En ouverture de ce conseil, une décision municipale nous a ramené à l’installation d’algécos dans la cour de l’école Joliot-Curie. Nous avions eu l’occasion de donner notre avis sur cette installation lors du dernier conseil (voir compte-rendu du 21 septembre 2010 ci-dessous). Nous avons appris avec cette décision que ces algécos sont là au minimum pour trois ans et pour la modeste somme de 174 000 euros. A la lecture de ces informations, nous ne pouvions que redemander un travail de fond sur la carte scolaire pour des conditions de travail et d’accueil correctes pour tous les enfants mais également pour des raisons économiques.

Monsieur le maire nous a répondu comme souvent à côté de la question, nous disant que l’étude d’un achat avait été faite mais que cela coutait plus cher que la location. Il a ajouté que les effectifs étaient fluctuants et qu’il prendrait ces responsabilités si ces effectifs devenaient définitifs (comment dire tout et son contraire dans la même phrase !!!). Il a tout de même précisé qu’un travail avait été initié entre le service éducation et l’Agence d’Urbanisme de la Région Grenobloise qui fait des études sur l’évolution de la démographie. Enfin une vraie réponse avec un vrai espoir de résultat.

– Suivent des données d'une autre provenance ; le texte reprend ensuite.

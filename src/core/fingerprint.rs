//! 内容指纹（BLAKE3）

use std::fs::File;
use std::io::{self, Read};
use std::path::Path;

/// 流式读取时的缓冲区大小
const READ_BUF_SIZE: usize = 64 * 1024;

/// 只保留前 16 字节（32 个十六进制字符），足够检测变化
fn encode(hash: blake3::Hash) -> String {
    hash.to_hex()[..32].to_string()
}

/// 计算内存数据的指纹
pub fn fingerprint_bytes(data: &[u8]) -> String {
    encode(blake3::hash(data))
}

/// 流式计算文件指纹（阻塞 IO，调用方需放在 spawn_blocking 中）
pub fn fingerprint_file(path: &Path) -> io::Result<String> {
    let mut file = File::open(path)?;
    let mut hasher = blake3::Hasher::new();
    let mut buf = vec![0u8; READ_BUF_SIZE];

    loop {
        let n = file.read(&mut buf)?;
        if n == 0 {
            break;
        }
        hasher.update(&buf[..n]);
    }

    Ok(encode(hasher.finalize()))
}

#[cfg(test)]
mod tests {
    use super::*;

    #[test]
    fn test_file_and_bytes_agree() {
        let dir = tempfile::tempdir().unwrap();
        let path = dir.path().join("data.bin");
        let data: Vec<u8> = (0..200_000u32).map(|i| (i % 251) as u8).collect();
        std::fs::write(&path, &data).unwrap();

        assert_eq!(fingerprint_file(&path).unwrap(), fingerprint_bytes(&data));
        assert_eq!(fingerprint_bytes(&data).len(), 32);
        assert_ne!(fingerprint_bytes(b"a"), fingerprint_bytes(b"b"));
    }
}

Délibération n°1 : Projet de départementalisation des CAF de l’Isère

On peut lire dans cette délibération, je cite : « S’agissant du département de l’Isère, des informations alarmantes font à ce jour état d’un processus engagé de regroupement qui concernerait » etc.…
Il ne nous a pas échappé que le maire utilisait le conditionnel. Il disposait donc de très peu d’informations et que rien n’était encore définitivement décidé.

Par conséquent, nous avons précisé que nous espérions deux choses :

• Premièrement, qu’une personne mal attentionnée ne va pas l’accuser de créer une rumeur !!!
• Deuxièmement, il demande à disposer de l’ensemble des informations relatives à ce processus et à y être associé. Nous espérons que l’on ne va pas lui rétorquer qu’il n’est que le maire d’Echirolles et qu’il ne peut assister à toutes les réunions et être présent dans toutes les instances de concertation encore moins de décision!

Nous avons ajouté que si malheureusement, ces deux points devaient se réaliser, il serait peut-être plus à même de comprendre notre ressenti face aux décisions qu’il prenait très régulièrement à notre encontre.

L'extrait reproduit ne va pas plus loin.